Implementation of a Procurement Demand Forecasting System Based on Dynamic Fusion of Multi-source Data
摘要
Traditional procurement demand forecasting methods primarily rely on historical data and static models, making it challenging to respond in real-time and effectively to sudden events and rapidly changing market dynamics. This paper proposes a procurement demand forecasting method based on the dynamic fusion of multi-source data, which deeply integrates expert decision-making systems and web crawlers’ technology.
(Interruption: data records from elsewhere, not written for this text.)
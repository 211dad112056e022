//! The car configuration record.
//!
//! A [`CarConfiguration`] is the whole state of one car build: a paint color,
//! a set of accessories, and a model.  It is treated as an immutable value:
//! every edit produces a *new* record via [`CarConfiguration::with_color`] or
//! [`CarConfiguration::with_accessory_toggled`].  That lets the root
//! controller keep an older record as the "last saved" snapshot without the
//! two ever aliasing.
//!
//! # JSON form
//!
//! ```json
//! {"color":"white","accessories":["spoiler","sunroof"],"model":"sport"}
//! ```
//!
//! The same JSON is written to the key-value store on save and embedded in
//! share links, so it must stay compatible with links created by older
//! front ends.

use std::fmt;
use std::str::FromStr;

use serde::{Deserialize, Deserializer, Serialize};
use thiserror::Error;

use super::catalog::{accessory_entry, color_entry, ColorEntry, AccessoryEntry, COLORS, DEFAULT_MODEL};

/// Error returned when an identifier string is not acceptable.
#[derive(Debug, Error, PartialEq, Eq)]
pub enum IdError {
    /// A color id must contain at least one character.
    #[error("color id must not be empty")]
    EmptyColor,
}

// ── Identifier newtypes ───────────────────────────────────────────────────────

/// Identifier of a paint color.  Never empty.
#[derive(Debug, Clone, PartialEq, Eq, Hash, Serialize, Deserialize)]
#[serde(try_from = "String", into = "String")]
pub struct ColorId(String);

impl ColorId {
    pub fn as_str(&self) -> &str {
        &self.0
    }

    /// Returns the catalog entry for this id, if the catalog knows it.
    pub fn entry(&self) -> Option<&'static ColorEntry> {
        color_entry(&self.0)
    }
}

impl TryFrom<String> for ColorId {
    type Error = IdError;

    fn try_from(value: String) -> Result<Self, Self::Error> {
        if value.is_empty() {
            Err(IdError::EmptyColor)
        } else {
            Ok(Self(value))
        }
    }
}

impl FromStr for ColorId {
    type Err = IdError;

    fn from_str(s: &str) -> Result<Self, Self::Err> {
        Self::try_from(s.to_string())
    }
}

impl From<&ColorEntry> for ColorId {
    fn from(entry: &ColorEntry) -> Self {
        Self(entry.id.to_string())
    }
}

impl From<ColorId> for String {
    fn from(id: ColorId) -> Self {
        id.0
    }
}

impl fmt::Display for ColorId {
    fn fmt(&self, f: &mut fmt::Formatter<'_>) -> fmt::Result {
        f.write_str(&self.0)
    }
}

/// Identifier of an accessory.
#[derive(Debug, Clone, PartialEq, Eq, Hash, Serialize, Deserialize)]
#[serde(transparent)]
pub struct AccessoryId(String);

impl AccessoryId {
    pub fn as_str(&self) -> &str {
        &self.0
    }

    /// Returns the catalog entry for this id, if the catalog knows it.
    pub fn entry(&self) -> Option<&'static AccessoryEntry> {
        accessory_entry(&self.0)
    }
}

impl From<&str> for AccessoryId {
    fn from(s: &str) -> Self {
        Self(s.to_string())
    }
}

impl From<String> for AccessoryId {
    fn from(s: String) -> Self {
        Self(s)
    }
}

impl fmt::Display for AccessoryId {
    fn fmt(&self, f: &mut fmt::Formatter<'_>) -> fmt::Result {
        f.write_str(&self.0)
    }
}

/// Identifier of the car model.  Reserved for future extension.
#[derive(Debug, Clone, PartialEq, Eq, Hash, Serialize, Deserialize)]
#[serde(transparent)]
pub struct ModelId(String);

impl ModelId {
    pub fn as_str(&self) -> &str {
        &self.0
    }
}

impl Default for ModelId {
    fn default() -> Self {
        Self(DEFAULT_MODEL.to_string())
    }
}

impl From<&str> for ModelId {
    fn from(s: &str) -> Self {
        Self(s.to_string())
    }
}

impl fmt::Display for ModelId {
    fn fmt(&self, f: &mut fmt::Formatter<'_>) -> fmt::Result {
        f.write_str(&self.0)
    }
}

// ── AccessorySet ──────────────────────────────────────────────────────────────

/// A set of accessory ids that remembers insertion order.
///
/// # Why not `HashSet`? (for beginners)
///
/// The preview panel lists accessories in the order the user picked them, so
/// the set keeps a `Vec` internally.  Membership is still enforced: the only
/// way to add an id is [`AccessorySet::toggled`] (or collecting an iterator),
/// and both skip ids that are already present.
///
/// Equality ignores order: `{spoiler, sunroof} == {sunroof, spoiler}`.
#[derive(Debug, Clone, Default, Serialize)]
#[serde(transparent)]
pub struct AccessorySet(Vec<AccessoryId>);

impl AccessorySet {
    pub fn new() -> Self {
        Self::default()
    }

    pub fn contains(&self, id: &AccessoryId) -> bool {
        self.0.contains(id)
    }

    /// Returns a new set with `id` removed if present, or appended if absent.
    ///
    /// The relative order of the other ids is unchanged.
    pub fn toggled(&self, id: &AccessoryId) -> Self {
        if self.contains(id) {
            Self(self.0.iter().filter(|a| *a != id).cloned().collect())
        } else {
            let mut ids = self.0.clone();
            ids.push(id.clone());
            Self(ids)
        }
    }

    pub fn iter(&self) -> impl Iterator<Item = &AccessoryId> {
        self.0.iter()
    }

    pub fn len(&self) -> usize {
        self.0.len()
    }

    pub fn is_empty(&self) -> bool {
        self.0.is_empty()
    }
}

impl PartialEq for AccessorySet {
    fn eq(&self, other: &Self) -> bool {
        self.len() == other.len() && self.iter().all(|id| other.contains(id))
    }
}

impl Eq for AccessorySet {}

impl FromIterator<AccessoryId> for AccessorySet {
    fn from_iter<I: IntoIterator<Item = AccessoryId>>(iter: I) -> Self {
        let mut ids: Vec<AccessoryId> = Vec::new();
        for id in iter {
            if !ids.contains(&id) {
                ids.push(id);
            }
        }
        Self(ids)
    }
}

impl<'de> Deserialize<'de> for AccessorySet {
    /// Accepts any JSON array of strings; repeated ids keep their first position.
    fn deserialize<D>(deserializer: D) -> Result<Self, D::Error>
    where
        D: Deserializer<'de>,
    {
        let ids = Vec::<AccessoryId>::deserialize(deserializer)?;
        Ok(ids.into_iter().collect())
    }
}

// ── CarConfiguration ──────────────────────────────────────────────────────────

/// One complete car build.
#[derive(Debug, Clone, PartialEq, Eq, Serialize, Deserialize)]
pub struct CarConfiguration {
    pub color: ColorId,
    pub accessories: AccessorySet,
    #[serde(default)]
    pub model: ModelId,
}

impl Default for CarConfiguration {
    /// `{color: "white", accessories: [], model: "sport"}`.
    fn default() -> Self {
        Self {
            color: ColorId::from(&COLORS[0]),
            accessories: AccessorySet::new(),
            model: ModelId::default(),
        }
    }
}

impl CarConfiguration {
    /// Returns a copy of this configuration painted `color`.
    pub fn with_color(&self, color: ColorId) -> Self {
        Self {
            color,
            ..self.clone()
        }
    }

    /// Returns a copy of this configuration with `id` toggled in the accessory set.
    pub fn with_accessory_toggled(&self, id: &AccessoryId) -> Self {
        Self {
            accessories: self.accessories.toggled(id),
            ..self.clone()
        }
    }

    /// Lists ids that the catalogs do not know about.
    ///
    /// Unknown ids are tolerated everywhere; this exists so callers can log
    /// them when a configuration arrives from an untrusted source.
    pub fn unknown_ids(&self) -> Vec<String> {
        let mut unknown = Vec::new();
        if self.color.entry().is_none() {
            unknown.push(self.color.to_string());
        }
        unknown.extend(
            self.accessories
                .iter()
                .filter(|a| a.entry().is_none())
                .map(ToString::to_string),
        );
        unknown
    }
}

#[cfg(test)]
mod tests {
    use super::*;

    fn color(id: &str) -> ColorId {
        id.parse().expect("non-empty color id")
    }

    #[test]
    fn test_default_configuration_is_white_sport_without_accessories() {
        let cfg = CarConfiguration::default();
        assert_eq!(cfg.color.as_str(), "white");
        assert!(cfg.accessories.is_empty());
        assert_eq!(cfg.model.as_str(), "sport");
    }

    #[test]
    fn test_color_id_rejects_empty_string() {
        assert_eq!("".parse::<ColorId>(), Err(IdError::EmptyColor));
    }

    #[test]
    fn test_with_color_replaces_only_the_color() {
        // Arrange
        let original = CarConfiguration::default()
            .with_accessory_toggled(&AccessoryId::from("spoiler"));

        // Act
        let updated = original.with_color(color("blue"));

        // Assert
        assert_eq!(updated.color.as_str(), "blue");
        assert_eq!(updated.accessories, original.accessories);
        assert_eq!(original.color.as_str(), "white", "original must be untouched");
    }

    #[test]
    fn test_selecting_blue_then_black_leaves_black() {
        let cfg = CarConfiguration::default()
            .with_color(color("blue"))
            .with_color(color("black"));
        assert_eq!(cfg.color.as_str(), "black");
    }

    #[test]
    fn test_reselecting_current_color_is_a_no_op() {
        let cfg = CarConfiguration::default();
        assert_eq!(cfg.with_color(color("white")), cfg);
    }

    #[test]
    fn test_toggle_twice_restores_original_set() {
        // Arrange
        let spoiler = AccessoryId::from("spoiler");
        let original = CarConfiguration::default()
            .with_accessory_toggled(&AccessoryId::from("roof_box"));

        // Act
        let round_trip = original
            .with_accessory_toggled(&spoiler)
            .with_accessory_toggled(&spoiler);

        // Assert
        assert_eq!(round_trip.accessories, original.accessories);
    }

    #[test]
    fn test_toggle_scenario_spoiler_sunroof_spoiler() {
        // Arrange
        let spoiler = AccessoryId::from("spoiler");
        let sunroof = AccessoryId::from("sunroof");

        // Act
        let both = CarConfiguration::default()
            .with_accessory_toggled(&spoiler)
            .with_accessory_toggled(&sunroof);
        let only_sunroof = both.with_accessory_toggled(&spoiler);

        // Assert
        let expected: AccessorySet = [sunroof.clone(), spoiler.clone()].into_iter().collect();
        assert_eq!(both.accessories, expected);
        let expected: AccessorySet = [sunroof].into_iter().collect();
        assert_eq!(only_sunroof.accessories, expected);
    }

    #[test]
    fn test_toggle_removal_preserves_order_of_remaining_ids() {
        let set: AccessorySet = ["spoiler", "sunroof", "roof_box"]
            .into_iter()
            .map(AccessoryId::from)
            .collect();

        let removed = set.toggled(&AccessoryId::from("sunroof"));

        let order: Vec<&str> = removed.iter().map(AccessoryId::as_str).collect();
        assert_eq!(order, vec!["spoiler", "roof_box"]);
    }

    #[test]
    fn test_accessory_set_equality_ignores_order() {
        let a: AccessorySet = ["spoiler", "sunroof"].into_iter().map(AccessoryId::from).collect();
        let b: AccessorySet = ["sunroof", "spoiler"].into_iter().map(AccessoryId::from).collect();
        assert_eq!(a, b);
    }

    #[test]
    fn test_deserialize_drops_duplicate_accessories() {
        // Arrange
        let json = r#"{"color":"grey","accessories":["spoiler","spoiler","sunroof"],"model":"sport"}"#;

        // Act
        let cfg: CarConfiguration = serde_json::from_str(json).expect("valid json");

        // Assert
        assert_eq!(cfg.accessories.len(), 2);
    }

    #[test]
    fn test_deserialize_missing_model_defaults_to_sport() {
        let cfg: CarConfiguration =
            serde_json::from_str(r#"{"color":"pink","accessories":[]}"#).expect("valid json");
        assert_eq!(cfg.model.as_str(), "sport");
    }

    #[test]
    fn test_deserialize_rejects_empty_color() {
        let result: Result<CarConfiguration, _> =
            serde_json::from_str(r#"{"color":"","accessories":[],"model":"sport"}"#);
        assert!(result.is_err());
    }

    #[test]
    fn test_serialize_matches_browser_json_shape() {
        let cfg = CarConfiguration::default().with_accessory_toggled(&AccessoryId::from("spoiler"));
        let json = serde_json::to_string(&cfg).expect("serialize");
        assert_eq!(json, r#"{"color":"white","accessories":["spoiler"],"model":"sport"}"#);
    }

    #[test]
    fn test_unknown_ids_lists_unrecognised_color_and_accessories() {
        let cfg = CarConfiguration::default()
            .with_color(color("chartreuse"))
            .with_accessory_toggled(&AccessoryId::from("spoiler"))
            .with_accessory_toggled(&AccessoryId::from("jetpack"));

        assert_eq!(cfg.unknown_ids(), vec!["chartreuse".to_string(), "jetpack".to_string()]);
    }
}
The main tasks include: 1. Utilizing web crawlers and API to dynamically obtain real-time information on earthquakes, weather, holidays, etc., while combining pre-set strategies to comprehensively assess the current emergency situation or specific scenario. 2. When external information triggers procurement forecasting, the system performs a detailed segmentation of demand, combining the materials database and Global Product Classification (GPC) standards to intelligently recommend the specific names, categories, priority levels and recommended rationale. 3. The system is built by using PyQt6, enables hourly automatic detection, seven-day procurement forecasts, querying past events, automatic report generation, and procurement strategy adjustments. Test results under various emergency scenarios show that the system achieves instantaneous response in all types of emergency scenarios, and the procurement recommendation results are highly consistent with actual needs.